### Task details
Only lines holding the word "SpeedParameters" should be copied from the material.

### Data for this task

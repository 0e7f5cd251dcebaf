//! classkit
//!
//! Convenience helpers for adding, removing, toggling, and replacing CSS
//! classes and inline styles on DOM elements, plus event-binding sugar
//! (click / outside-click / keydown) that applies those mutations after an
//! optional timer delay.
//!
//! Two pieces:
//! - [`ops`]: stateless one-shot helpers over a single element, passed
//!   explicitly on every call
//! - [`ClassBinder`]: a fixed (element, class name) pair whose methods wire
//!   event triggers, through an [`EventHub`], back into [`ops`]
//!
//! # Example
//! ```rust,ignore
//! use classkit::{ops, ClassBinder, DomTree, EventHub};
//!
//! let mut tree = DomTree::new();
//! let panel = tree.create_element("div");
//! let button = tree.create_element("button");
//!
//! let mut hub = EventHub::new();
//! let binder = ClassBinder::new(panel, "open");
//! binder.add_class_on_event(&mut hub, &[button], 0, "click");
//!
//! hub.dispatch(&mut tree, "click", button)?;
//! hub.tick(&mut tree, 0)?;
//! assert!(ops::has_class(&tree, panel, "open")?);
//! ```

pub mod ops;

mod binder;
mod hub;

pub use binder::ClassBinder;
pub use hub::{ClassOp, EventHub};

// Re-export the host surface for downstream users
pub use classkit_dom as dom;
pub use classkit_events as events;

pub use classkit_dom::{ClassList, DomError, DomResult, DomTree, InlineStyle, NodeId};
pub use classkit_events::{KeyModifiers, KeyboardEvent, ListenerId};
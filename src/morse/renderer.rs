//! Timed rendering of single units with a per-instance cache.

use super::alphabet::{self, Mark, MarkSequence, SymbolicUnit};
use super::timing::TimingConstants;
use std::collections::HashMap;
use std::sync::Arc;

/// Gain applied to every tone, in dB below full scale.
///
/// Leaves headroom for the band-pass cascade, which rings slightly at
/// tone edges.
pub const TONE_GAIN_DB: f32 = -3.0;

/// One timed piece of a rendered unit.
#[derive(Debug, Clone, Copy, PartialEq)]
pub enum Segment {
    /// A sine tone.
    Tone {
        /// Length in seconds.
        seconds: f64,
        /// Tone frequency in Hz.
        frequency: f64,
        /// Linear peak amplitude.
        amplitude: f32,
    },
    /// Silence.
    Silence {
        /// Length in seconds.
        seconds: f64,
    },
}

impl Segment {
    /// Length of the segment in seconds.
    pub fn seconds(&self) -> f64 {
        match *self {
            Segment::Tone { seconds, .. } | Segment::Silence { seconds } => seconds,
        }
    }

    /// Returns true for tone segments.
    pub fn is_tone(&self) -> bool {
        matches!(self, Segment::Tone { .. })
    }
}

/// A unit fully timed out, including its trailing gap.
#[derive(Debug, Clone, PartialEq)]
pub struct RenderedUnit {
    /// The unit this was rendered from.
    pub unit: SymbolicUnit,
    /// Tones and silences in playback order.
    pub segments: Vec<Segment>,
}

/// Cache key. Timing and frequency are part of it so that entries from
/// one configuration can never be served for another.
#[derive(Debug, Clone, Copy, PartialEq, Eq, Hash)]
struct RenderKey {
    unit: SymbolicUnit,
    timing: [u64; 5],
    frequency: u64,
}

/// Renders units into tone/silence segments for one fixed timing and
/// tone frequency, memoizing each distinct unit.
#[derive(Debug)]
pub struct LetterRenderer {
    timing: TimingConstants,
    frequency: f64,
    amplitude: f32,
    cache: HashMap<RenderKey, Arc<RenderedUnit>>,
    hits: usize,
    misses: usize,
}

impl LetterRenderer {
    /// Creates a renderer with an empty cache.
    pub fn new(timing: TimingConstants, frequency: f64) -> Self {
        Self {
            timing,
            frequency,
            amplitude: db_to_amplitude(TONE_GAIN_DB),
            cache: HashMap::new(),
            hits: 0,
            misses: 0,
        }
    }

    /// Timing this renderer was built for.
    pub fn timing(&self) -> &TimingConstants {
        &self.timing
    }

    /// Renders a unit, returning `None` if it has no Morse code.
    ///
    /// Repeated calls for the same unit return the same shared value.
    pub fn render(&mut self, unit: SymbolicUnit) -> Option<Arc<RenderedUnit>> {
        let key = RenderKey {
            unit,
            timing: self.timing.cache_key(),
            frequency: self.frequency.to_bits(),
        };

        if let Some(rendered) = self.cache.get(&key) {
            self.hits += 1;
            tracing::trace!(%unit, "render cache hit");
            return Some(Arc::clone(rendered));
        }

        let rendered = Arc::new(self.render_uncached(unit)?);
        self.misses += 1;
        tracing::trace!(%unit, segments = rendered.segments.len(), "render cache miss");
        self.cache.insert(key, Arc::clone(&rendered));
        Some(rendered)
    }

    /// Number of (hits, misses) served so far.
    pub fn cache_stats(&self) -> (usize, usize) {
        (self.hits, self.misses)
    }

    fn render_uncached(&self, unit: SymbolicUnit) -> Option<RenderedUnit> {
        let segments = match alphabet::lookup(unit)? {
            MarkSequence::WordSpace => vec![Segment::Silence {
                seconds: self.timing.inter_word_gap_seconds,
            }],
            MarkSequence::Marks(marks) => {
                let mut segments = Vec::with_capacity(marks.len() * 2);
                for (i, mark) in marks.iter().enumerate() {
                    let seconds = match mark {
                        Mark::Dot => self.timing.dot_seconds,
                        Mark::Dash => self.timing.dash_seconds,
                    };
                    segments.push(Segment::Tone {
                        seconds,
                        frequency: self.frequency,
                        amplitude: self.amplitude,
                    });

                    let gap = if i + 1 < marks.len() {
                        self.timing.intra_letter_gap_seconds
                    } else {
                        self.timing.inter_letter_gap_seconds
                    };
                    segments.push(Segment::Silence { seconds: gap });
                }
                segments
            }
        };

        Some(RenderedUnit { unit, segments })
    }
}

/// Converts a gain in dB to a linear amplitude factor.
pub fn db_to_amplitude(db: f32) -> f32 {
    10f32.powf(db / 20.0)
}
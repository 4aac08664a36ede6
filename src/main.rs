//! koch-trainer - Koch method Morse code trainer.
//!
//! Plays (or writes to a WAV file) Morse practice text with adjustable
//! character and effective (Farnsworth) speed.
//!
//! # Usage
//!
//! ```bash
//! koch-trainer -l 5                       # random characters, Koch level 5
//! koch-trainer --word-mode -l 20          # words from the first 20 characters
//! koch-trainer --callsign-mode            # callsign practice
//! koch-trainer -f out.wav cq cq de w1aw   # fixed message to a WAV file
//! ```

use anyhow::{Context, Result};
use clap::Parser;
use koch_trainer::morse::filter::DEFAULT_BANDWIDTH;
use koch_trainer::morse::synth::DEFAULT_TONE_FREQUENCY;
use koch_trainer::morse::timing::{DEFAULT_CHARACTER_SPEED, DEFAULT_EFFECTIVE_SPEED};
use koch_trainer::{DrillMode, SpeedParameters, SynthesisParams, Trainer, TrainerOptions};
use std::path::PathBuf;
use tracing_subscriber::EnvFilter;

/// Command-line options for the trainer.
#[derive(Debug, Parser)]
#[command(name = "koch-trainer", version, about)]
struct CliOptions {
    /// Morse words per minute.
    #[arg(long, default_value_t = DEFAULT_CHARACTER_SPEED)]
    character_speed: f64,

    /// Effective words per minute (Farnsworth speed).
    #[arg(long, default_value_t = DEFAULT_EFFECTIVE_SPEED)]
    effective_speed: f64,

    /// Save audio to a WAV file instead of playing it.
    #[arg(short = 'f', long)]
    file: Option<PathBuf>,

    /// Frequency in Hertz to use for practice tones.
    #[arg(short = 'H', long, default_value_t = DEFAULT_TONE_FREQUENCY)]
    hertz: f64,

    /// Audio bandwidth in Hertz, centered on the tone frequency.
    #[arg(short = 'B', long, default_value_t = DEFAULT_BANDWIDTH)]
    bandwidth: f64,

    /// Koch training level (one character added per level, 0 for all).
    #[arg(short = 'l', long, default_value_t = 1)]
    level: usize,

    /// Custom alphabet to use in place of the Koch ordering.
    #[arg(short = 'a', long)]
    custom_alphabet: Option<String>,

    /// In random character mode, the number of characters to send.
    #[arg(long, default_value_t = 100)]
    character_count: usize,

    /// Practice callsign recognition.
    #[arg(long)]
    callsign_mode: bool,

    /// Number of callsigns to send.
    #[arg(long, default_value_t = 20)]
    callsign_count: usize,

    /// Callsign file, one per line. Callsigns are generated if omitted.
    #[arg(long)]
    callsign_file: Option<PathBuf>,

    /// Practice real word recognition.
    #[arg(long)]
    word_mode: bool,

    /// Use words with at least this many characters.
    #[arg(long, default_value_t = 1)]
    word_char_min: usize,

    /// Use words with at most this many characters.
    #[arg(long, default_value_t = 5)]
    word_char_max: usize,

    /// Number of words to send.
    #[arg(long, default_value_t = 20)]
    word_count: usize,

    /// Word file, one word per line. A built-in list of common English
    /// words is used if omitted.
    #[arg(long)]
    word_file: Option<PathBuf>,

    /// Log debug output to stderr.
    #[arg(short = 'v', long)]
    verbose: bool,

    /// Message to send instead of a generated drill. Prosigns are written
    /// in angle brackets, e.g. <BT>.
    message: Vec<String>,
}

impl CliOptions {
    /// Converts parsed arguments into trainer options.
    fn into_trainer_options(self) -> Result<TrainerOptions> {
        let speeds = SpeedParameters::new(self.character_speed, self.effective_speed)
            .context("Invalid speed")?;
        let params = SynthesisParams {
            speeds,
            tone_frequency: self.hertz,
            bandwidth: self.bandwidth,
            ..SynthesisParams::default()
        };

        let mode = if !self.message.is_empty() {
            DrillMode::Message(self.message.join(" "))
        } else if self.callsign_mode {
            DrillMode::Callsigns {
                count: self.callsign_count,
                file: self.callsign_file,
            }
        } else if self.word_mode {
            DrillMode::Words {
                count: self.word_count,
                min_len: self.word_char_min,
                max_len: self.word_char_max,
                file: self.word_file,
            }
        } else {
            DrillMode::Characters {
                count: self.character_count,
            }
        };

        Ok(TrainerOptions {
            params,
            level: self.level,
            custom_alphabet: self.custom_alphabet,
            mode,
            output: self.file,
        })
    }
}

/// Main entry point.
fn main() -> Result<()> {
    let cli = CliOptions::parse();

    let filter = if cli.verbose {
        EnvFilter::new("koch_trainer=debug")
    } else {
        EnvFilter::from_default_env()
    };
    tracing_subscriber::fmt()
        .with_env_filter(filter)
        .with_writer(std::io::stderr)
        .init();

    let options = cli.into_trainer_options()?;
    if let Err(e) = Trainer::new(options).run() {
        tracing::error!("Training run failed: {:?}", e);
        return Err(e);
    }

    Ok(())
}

### Written reply
use koch_trainer::{DrillMode, SpeedParameters, SynthesisParams, Trainer, TrainerOptions};
        let speeds = SpeedParameters::new(self.character_speed, self.effective_speed)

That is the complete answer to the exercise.